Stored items
//! Notification delivery with pacing, retries and a deferred queue.
//!
//! - Rate limits are always honoured and retried without a cap
//! - Transient errors get a few immediate retries, then the message is
//!   parked in the failed queue for replay on a later tick
//! - Permanent errors remove the recipient
//! - Every successful send is followed by a pause that grows with the
//!   message length

use std::sync::Arc;
use std::time::Duration;

use tokio::sync::Mutex;
use tokio_util::sync::CancellationToken;

use crate::error::{AppError, Result};
use crate::models::{DispatchConfig, Domain, FailedMessage, Recipient, Record};
use crate::storage::{FailedQueue, RecipientStore};
use crate::utils::retry::{RetryError, RetryPolicy, retry};

use super::channel::{DeliveryError, NotificationChannel};

/// Tally of one fan-out.
#[derive(Debug, Clone, Copy, Default, PartialEq, Eq)]
pub struct DeliveryReport {
    pub delivered: usize,
    /// Parked in the failed queue
    pub deferred: usize,
    /// Recipients dropped after a permanent error
    pub removed: usize,
}

impl DeliveryReport {
    pub fn attempted(&self) -> usize {
        self.delivered + self.deferred + self.removed
    }

    pub fn merge(&mut self, other: DeliveryReport) {
        self.delivered += other.delivered;
        self.deferred += other.deferred;
        self.removed += other.removed;
    }
}

/// Tally of one failed-queue replay.
#[derive(Debug, Clone, Copy, Default, PartialEq, Eq)]
pub struct ReplayReport {
    pub delivered: usize,
    pub requeued: usize,
    pub dropped: usize,
}

/// Owns the recipient set, the failed queue and the outbound channel.
pub struct Dispatcher {
    channel: Arc<dyn NotificationChannel>,
    config: DispatchConfig,
    policy: RetryPolicy,
    recipients: Mutex<RecipientStore>,
    failed: Mutex<FailedQueue>,
}

impl Dispatcher {
    pub fn new(
        channel: Arc<dyn NotificationChannel>,
        config: DispatchConfig,
        recipients: RecipientStore,
        failed: FailedQueue,
    ) -> Self {
        let policy = config.retry_policy();
        Self {
            channel,
            config,
            policy,
            recipients: Mutex::new(recipients),
            failed: Mutex::new(failed),
        }
    }

    /// Abort retry waits once `cancel` fires; the message is queued instead.
    pub fn with_cancel(mut self, cancel: CancellationToken) -> Self {
        self.policy = self.policy.with_cancel(cancel);
        self
    }

    pub fn config(&self) -> &DispatchConfig {
        &self.config
    }

    /// Pause after a successful send of `text`.
    pub fn pacing_delay(&self, text: &str) -> Duration {
        let base = self.config.base_delay_ms as f64;
        let kchars = text.chars().count() as f64 / 1000.0;
        let adaptive = base + kchars * self.config.delay_per_kchar_ms as f64;
        let ceiling = base * self.config.max_delay_multiple;
        Duration::from_millis(adaptive.min(ceiling).round() as u64)
    }

    async fn attempt(
        &self,
        recipient: &str,
        text: &str,
    ) -> std::result::Result<(), RetryError<DeliveryError>> {
        let label = format!("send to {recipient}");
        retry(
            &self.policy,
            &label,
            move || self.channel.send_message(recipient, text),
            DeliveryError::verdict,
        )
        .await
    }

    /// Deliver one message.
    ///
    /// On a permanent error the recipient is removed; when transient retries
    /// run out the message is queued for replay. Both still return the error.
    pub async fn send(&self, recipient: &str, text: &str) -> Result<()> {
        match self.attempt(recipient, text).await {
            Ok(()) => {
                tokio::time::sleep(self.pacing_delay(text)).await;
                Ok(())
            }
            Err(RetryError::Permanent(error)) => {
                self.drop_recipient(recipient, &error).await;
                Err(AppError::delivery(recipient, error))
            }
            Err(RetryError::Exhausted { error, attempts }) => {
                log::warn!(
                    "Delivery to {recipient} failed {attempts} times ({error}); queued for replay"
                );
                let mut failed = self.failed.lock().await;
                if let Err(e) = failed.push(FailedMessage::new(recipient, text, 0)).await {
                    log::error!("Could not persist failed-message queue: {e}");
                }
                Err(AppError::delivery(recipient, error))
            }
            Err(RetryError::Cancelled(error)) => {
                log::info!("Delivery to {recipient} interrupted by shutdown; queued for replay");
                let mut failed = self.failed.lock().await;
                if let Err(e) = failed.push(FailedMessage::new(recipient, text, 0)).await {
                    log::error!("Could not persist failed-message queue: {e}");
                }
                Err(AppError::delivery(recipient, error))
            }
        }
    }

    /// Send `text` to each recipient in order, tallying outcomes.
    pub async fn broadcast(&self, recipients: &[Recipient], text: &str) -> DeliveryReport {
        let mut report = DeliveryReport::default();
        for recipient in recipients {
            match self.send(&recipient.id, text).await {
                Ok(()) => report.delivered += 1,
                Err(AppError::Delivery {
                    source: DeliveryError::Permanent(_),
                    ..
                }) => report.removed += 1,
                Err(_) => report.deferred += 1,
            }
        }
        report
    }

    /// Retry everything in the failed queue once.
    ///
    /// Messages that fail `replay_limit` replays are dropped.
    pub async fn replay_failed(&self) -> ReplayReport {
        let queued = self.failed.lock().await.drain();
        let mut report = ReplayReport::default();
        if queued.is_empty() {
            return report;
        }
        log::info!("Replaying {} failed messages", queued.len());

        let mut survivors = Vec::new();
        for mut message in queued {
            if self.recipients.lock().await.get(&message.recipient).is_none() {
                log::info!(
                    "Dropping queued message for removed recipient {}",
                    message.recipient
                );
                report.dropped += 1;
                continue;
            }
            match self.attempt(&message.recipient, &message.text).await {
                Ok(()) => {
                    report.delivered += 1;
                    tokio::time::sleep(self.pacing_delay(&message.text)).await;
                }
                Err(RetryError::Permanent(error)) => {
                    self.drop_recipient(&message.recipient, &error).await;
                    report.dropped += 1;
                }
                Err(RetryError::Cancelled(_)) => {
                    report.requeued += 1;
                    survivors.push(message);
                }
                Err(RetryError::Exhausted { error, .. }) => {
                    message.attempts += 1;
                    if message.attempts >= self.config.replay_limit {
                        log::error!(
                            "Giving up on message to {} after {} replays: {}",
                            message.recipient,
                            message.attempts,
                            error
                        );
                        report.dropped += 1;
                    } else {
                        report.requeued += 1;
                        survivors.push(message);
                    }
                }
            }
        }

        let mut failed = self.failed.lock().await;
        // Keep anything queued by sends that ran during the replay.
        survivors.extend(failed.drain());
        if let Err(e) = failed.replace(survivors).await {
            log::error!("Could not persist failed-message queue: {e}");
        }
        log::info!(
            "Replay finished: {} delivered, {} requeued, {} dropped",
            report.delivered,
            report.requeued,
            report.dropped
        );
        report
    }

    async fn drop_recipient(&self, recipient: &str, error: &DeliveryError) {
        log::warn!("Removing recipient {recipient}: {error}");
        if let Err(e) = self.recipients.lock().await.remove(recipient).await {
            log::error!("Could not persist removal of {recipient}: {e}");
        }
    }

    /// Recipients who want `record`, in registration order.
    pub async fn recipients_for(&self, record: &Record) -> Vec<Recipient> {
        self.recipients.lock().await.enabled_for(record)
    }

    pub async fn recipients(&self) -> Vec<Recipient> {
        self.recipients.lock().await.list().to_vec()
    }

    pub async fn register_recipient(&self, id: &str, name: Option<String>) -> Result<bool> {
        self.recipients.lock().await.register(id, name).await
    }

    pub async fn remove_recipient(&self, id: &str) -> Result<Option<Recipient>> {
        self.recipients.lock().await.remove(id).await
    }

    pub async fn toggle_preference(&self, id: &str, domain: Domain) -> Result<Option<bool>> {
        self.recipients.lock().await.toggle(id, domain).await
    }

    pub async fn toggle_feed(&self, id: &str, feed: &str) -> Result<Option<bool>> {
        self.recipients.lock().await.toggle_feed(id, feed).await
    }

    pub async fn failed_len(&self) -> usize {
        self.failed.lock().await.len()
    }
}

* Task requirements
An exact reproduction of all the entries, complete to the last line, is needed.

* Result of this exercise
//! Notification delivery with pacing, retries and a deferred queue.
//!
//! - Rate limits are always honoured and retried without a cap
//! - Transient errors get a few immediate retries, then the message is
//!   parked in the failed queue for replay on a later tick
//! - Permanent errors remove the recipient
//! - Every successful send is followed by a pause that grows with the
//!   message length

use std::sync::Arc;
use std::time::Duration;

use tokio::sync::Mutex;
use tokio_util::sync::CancellationToken;

use crate::error::{AppError, Result};
use crate::models::{DispatchConfig, Domain, FailedMessage, Recipient, Record};
use crate::storage::{FailedQueue, RecipientStore};
use crate::utils::retry::{RetryError, RetryPolicy, retry};

use super::channel::{DeliveryError, NotificationChannel};

/// Tally of one fan-out.
#[derive(Debug, Clone, Copy, Default, PartialEq, Eq)]
pub struct DeliveryReport {
    pub delivered: usize,
    /// Parked in the failed queue
    pub deferred: usize,
    /// Recipients dropped after a permanent error
    pub removed: usize,
}

impl DeliveryReport {
    pub fn attempted(&self) -> usize {
        self.delivered + self.deferred + self.removed
    }

    pub fn merge(&mut self, other: DeliveryReport) {
        self.delivered += other.delivered;
        self.deferred += other.deferred;
        self.removed += other.removed;
    }
}

/// Tally of one failed-queue replay.
#[derive(Debug, Clone, Copy, Default, PartialEq, Eq)]
pub struct ReplayReport {
    pub delivered: usize,
    pub requeued: usize,
    pub dropped: usize,
}

/// Owns the recipient set, the failed queue and the outbound channel.
pub struct Dispatcher {
    channel: Arc<dyn NotificationChannel>,
    config: DispatchConfig,
    policy: RetryPolicy,
    recipients: Mutex<RecipientStore>,
    failed: Mutex<FailedQueue>,
}

impl Dispatcher {
    pub fn new(
        channel: Arc<dyn NotificationChannel>,
        config: DispatchConfig,
        recipients: RecipientStore,
        failed: FailedQueue,
    ) -> Self {
        let policy = config.retry_policy();
        Self {
            channel,
            config,
            policy,
            recipients: Mutex::new(recipients),
            failed: Mutex::new(failed),
        }
    }

    /// Abort retry waits once `cancel` fires; the message is queued instead.
    pub fn with_cancel(mut self, cancel: CancellationToken) -> Self {
        self.policy = self.policy.with_cancel(cancel);
        self
    }

    pub fn config(&self) -> &DispatchConfig {
        &self.config
    }

    /// Pause after a successful send of `text`.
    pub fn pacing_delay(&self, text: &str) -> Duration {
        let base = self.config.base_delay_ms as f64;
        let kchars = text.chars().count() as f64 / 1000.0;
        let adaptive = base + kchars * self.config.delay_per_kchar_ms as f64;
        let ceiling = base * self.config.max_delay_multiple;
        Duration::from_millis(adaptive.min(ceiling).round() as u64)
    }

    async fn attempt(
        &self,
        recipient: &str,
        text: &str,
    ) -> std::result::Result<(), RetryError<DeliveryError>> {
        let label = format!("send to {recipient}");
        retry(
            &self.policy,
            &label,
            move || self.channel.send_message(recipient, text),
            DeliveryError::verdict,
        )
        .await
    }

    /// Deliver one message.
    ///
    /// On a permanent error the recipient is removed; when transient retries
    /// run out the message is queued for replay. Both still return the error.
    pub async fn send(&self, recipient: &str, text: &str) -> Result<()> {
        match self.attempt(recipient, text).await {
            Ok(()) => {
                tokio::time::sleep(self.pacing_delay(text)).await;
                Ok(())
            }
            Err(RetryError::Permanent(error)) => {
                self.drop_recipient(recipient, &error).await;
                Err(AppError::delivery(recipient, error))
            }
            Err(RetryError::Exhausted { error, attempts }) => {
                log::warn!(
                    "Delivery to {recipient} failed {attempts} times ({error}); queued for replay"
                );
                let mut failed = self.failed.lock().await;
                if let Err(e) = failed.push(FailedMessage::new(recipient, text, 0)).await {
                    log::error!("Could not persist failed-message queue: {e}");
                }
                Err(AppError::delivery(recipient, error))
            }
            Err(RetryError::Cancelled(error)) => {
                log::info!("Delivery to {recipient} interrupted by shutdown; queued for replay");
                let mut failed = self.failed.lock().await;
                if let Err(e) = failed.push(FailedMessage::new(recipient, text, 0)).await {
                    log::error!("Could not persist failed-message queue: {e}");
                }
                Err(AppError::delivery(recipient, error))
            }
        }
    }

    /// Send `text` to each recipient in order, tallying outcomes.
    pub async fn broadcast(&self, recipients: &[Recipient], text: &str) -> DeliveryReport {
        let mut report = DeliveryReport::default();
        for recipient in recipients {
            match self.send(&recipient.id, text).await {
                Ok(()) => report.delivered += 1,
                Err(AppError::Delivery {
                    source: DeliveryError::Permanent(_),
                    ..
                }) => report.removed += 1,
                Err(_) => report.deferred += 1,
            }
        }
        report
    }

    /// Retry everything in the failed queue once.
    ///
    /// Messages that fail `replay_limit` replays are dropped.
    pub async fn replay_failed(&self) -> ReplayReport {
        let queued = self.failed.lock().await.drain();
        let mut report = ReplayReport::default();
        if queued.is_empty() {
            return report;
        }
        log::info!("Replaying {} failed messages", queued.len());

        let mut survivors = Vec::new();
        for mut message in queued {
            if self.recipients.lock().await.get(&message.recipient).is_none() {
                log::info!(
                    "Dropping queued message for removed recipient {}",
                    message.recipient
                );
                report.dropped += 1;
                continue;
            }
            match self.attempt(&message.recipient, &message.text).await {
                Ok(()) => {
                    report.delivered += 1;
                    tokio::time::sleep(self.pacing_delay(&message.text)).await;
                }
                Err(RetryError::Permanent(error)) => {
                    self.drop_recipient(&message.recipient, &error).await;
                    report.dropped += 1;
                }
                Err(RetryError::Cancelled(_)) => {
                    report.requeued += 1;
                    survivors.push(message);
                }
                Err(RetryError::Exhausted { error, .. }) => {
                    message.attempts += 1;
                    if message.attempts >= self.config.replay_limit {
                        log::error!(
                            "Giving up on message to {} after {} replays: {}",
                            message.recipient,
                            message.attempts,
                            error
                        );
                        report.dropped += 1;
                    } else {
                        report.requeued += 1;
                        survivors.push(message);
                    }
                }
            }
        }

        let mut failed = self.failed.lock().await;
        // Keep anything queued by sends that ran during the replay.
        survivors.extend(failed.drain());
        if let Err(e) = failed.replace(survivors).await {
            log::error!("Could not persist failed-message queue: {e}");
        }
        log::info!(
            "Replay finished: {} delivered, {} requeued, {} dropped",
            report.delivered,
            report.requeued,
            report.dropped
        );
        report
    }

    async fn drop_recipient(&self, recipient: &str, error: &DeliveryError) {
        log::warn!("Removing recipient {recipient}: {error}");
        if let Err(e) = self.recipients.lock().await.remove(recipient).await {
            log::error!("Could not persist removal of {recipient}: {e}");
        }
    }

    /// Recipients who want `record`, in registration order.
    pub async fn recipients_for(&self, record: &Record) -> Vec<Recipient> {
        self.recipients.lock().await.enabled_for(record)
    }

    pub async fn recipients(&self) -> Vec<Recipient> {
        self.recipients.lock().await.list().to_vec()
    }

    pub async fn register_recipient(&self, id: &str, name: Option<String>) -> Result<bool> {
        self.recipients.lock().await.register(id, name).await
    }

    pub async fn remove_recipient(&self, id: &str) -> Result<Option<Recipient>> {
        self.recipients.lock().await.remove(id).await
    }

    pub async fn toggle_preference(&self, id: &str, domain: Domain) -> Result<Option<bool>> {
        self.recipients.lock().await.toggle(id, domain).await
    }

    pub async fn toggle_feed(&self, id: &str, feed: &str) -> Result<Option<bool>> {
        self.recipients.lock().await.toggle_feed(id, feed).await
    }

    pub async fn failed_len(&self) -> usize {
        self.failed.lock().await.len()
    }
}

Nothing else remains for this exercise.